▶ [REQUIRED ACTION]: Each line in the listing below that contains "updates" should be returned.

____ EXERCISE DATA

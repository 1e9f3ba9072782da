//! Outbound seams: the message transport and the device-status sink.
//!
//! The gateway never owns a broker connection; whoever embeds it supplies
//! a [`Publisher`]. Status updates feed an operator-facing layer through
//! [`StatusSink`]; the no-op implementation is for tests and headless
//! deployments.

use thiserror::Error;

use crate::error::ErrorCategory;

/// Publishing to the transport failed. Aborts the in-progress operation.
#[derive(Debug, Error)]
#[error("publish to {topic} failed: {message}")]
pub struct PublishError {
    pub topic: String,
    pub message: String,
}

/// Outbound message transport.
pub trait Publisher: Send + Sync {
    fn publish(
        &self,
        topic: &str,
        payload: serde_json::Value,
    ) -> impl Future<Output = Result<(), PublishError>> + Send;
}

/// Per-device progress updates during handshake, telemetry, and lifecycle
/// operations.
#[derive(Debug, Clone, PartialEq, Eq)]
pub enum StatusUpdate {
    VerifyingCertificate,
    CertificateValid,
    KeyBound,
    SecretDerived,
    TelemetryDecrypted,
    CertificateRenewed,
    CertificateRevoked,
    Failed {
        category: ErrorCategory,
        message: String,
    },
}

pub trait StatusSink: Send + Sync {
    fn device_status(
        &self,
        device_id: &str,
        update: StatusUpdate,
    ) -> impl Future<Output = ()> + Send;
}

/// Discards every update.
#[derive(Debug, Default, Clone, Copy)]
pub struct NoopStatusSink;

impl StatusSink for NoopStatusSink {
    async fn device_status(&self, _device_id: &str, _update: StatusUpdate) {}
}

________
____ EXERCISE DATA

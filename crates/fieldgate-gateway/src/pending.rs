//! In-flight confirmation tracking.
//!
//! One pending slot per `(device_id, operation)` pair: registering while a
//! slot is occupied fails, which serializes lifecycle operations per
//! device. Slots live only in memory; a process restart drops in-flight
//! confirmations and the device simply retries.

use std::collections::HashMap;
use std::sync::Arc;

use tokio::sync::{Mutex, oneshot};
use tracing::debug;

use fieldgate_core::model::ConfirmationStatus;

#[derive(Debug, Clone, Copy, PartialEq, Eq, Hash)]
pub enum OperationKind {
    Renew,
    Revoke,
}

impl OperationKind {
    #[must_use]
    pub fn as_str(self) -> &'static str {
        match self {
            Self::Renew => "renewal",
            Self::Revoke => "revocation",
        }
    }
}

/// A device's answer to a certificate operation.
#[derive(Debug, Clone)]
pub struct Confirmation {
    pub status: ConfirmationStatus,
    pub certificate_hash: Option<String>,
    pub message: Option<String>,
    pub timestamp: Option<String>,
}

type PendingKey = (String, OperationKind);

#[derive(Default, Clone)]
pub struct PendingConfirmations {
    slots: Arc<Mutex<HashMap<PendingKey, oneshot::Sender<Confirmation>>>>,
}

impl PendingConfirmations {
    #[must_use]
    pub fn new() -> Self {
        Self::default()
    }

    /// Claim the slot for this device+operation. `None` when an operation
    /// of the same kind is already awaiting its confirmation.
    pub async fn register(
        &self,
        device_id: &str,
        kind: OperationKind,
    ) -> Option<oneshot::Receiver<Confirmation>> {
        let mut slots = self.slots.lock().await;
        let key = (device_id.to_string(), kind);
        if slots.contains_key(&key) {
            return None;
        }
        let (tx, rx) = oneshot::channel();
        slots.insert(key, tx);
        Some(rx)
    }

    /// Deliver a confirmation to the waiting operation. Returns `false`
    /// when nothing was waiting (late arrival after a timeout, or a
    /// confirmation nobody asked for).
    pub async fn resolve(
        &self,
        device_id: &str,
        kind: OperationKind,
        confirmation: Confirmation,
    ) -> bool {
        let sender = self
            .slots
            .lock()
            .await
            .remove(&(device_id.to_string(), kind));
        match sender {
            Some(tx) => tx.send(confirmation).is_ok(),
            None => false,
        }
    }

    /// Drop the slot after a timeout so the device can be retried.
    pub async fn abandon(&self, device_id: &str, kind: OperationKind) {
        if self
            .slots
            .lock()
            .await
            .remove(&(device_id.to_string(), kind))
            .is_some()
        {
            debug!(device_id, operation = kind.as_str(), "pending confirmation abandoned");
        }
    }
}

________
____ EXERCISE DATA

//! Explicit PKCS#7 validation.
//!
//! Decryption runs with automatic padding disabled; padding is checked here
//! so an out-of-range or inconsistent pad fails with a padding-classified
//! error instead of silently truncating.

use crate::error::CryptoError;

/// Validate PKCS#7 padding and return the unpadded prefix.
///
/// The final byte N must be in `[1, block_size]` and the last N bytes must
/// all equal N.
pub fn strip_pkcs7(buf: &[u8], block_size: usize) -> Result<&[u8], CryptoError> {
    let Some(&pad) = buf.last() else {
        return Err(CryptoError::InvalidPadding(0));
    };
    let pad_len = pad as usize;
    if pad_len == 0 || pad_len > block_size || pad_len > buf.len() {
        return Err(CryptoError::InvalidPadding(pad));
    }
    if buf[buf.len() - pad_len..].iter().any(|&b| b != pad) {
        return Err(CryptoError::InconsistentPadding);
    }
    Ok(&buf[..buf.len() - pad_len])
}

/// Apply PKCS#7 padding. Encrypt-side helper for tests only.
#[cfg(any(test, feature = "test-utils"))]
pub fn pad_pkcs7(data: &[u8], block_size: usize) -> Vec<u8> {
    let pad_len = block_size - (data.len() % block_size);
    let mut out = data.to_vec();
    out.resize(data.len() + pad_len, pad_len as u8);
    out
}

________

▶ [YOUR RESPONSE]:
//! a [`Publisher`]. Status updates feed an operator-facing layer through
/// Per-device progress updates during handshake, telemetry, and lifecycle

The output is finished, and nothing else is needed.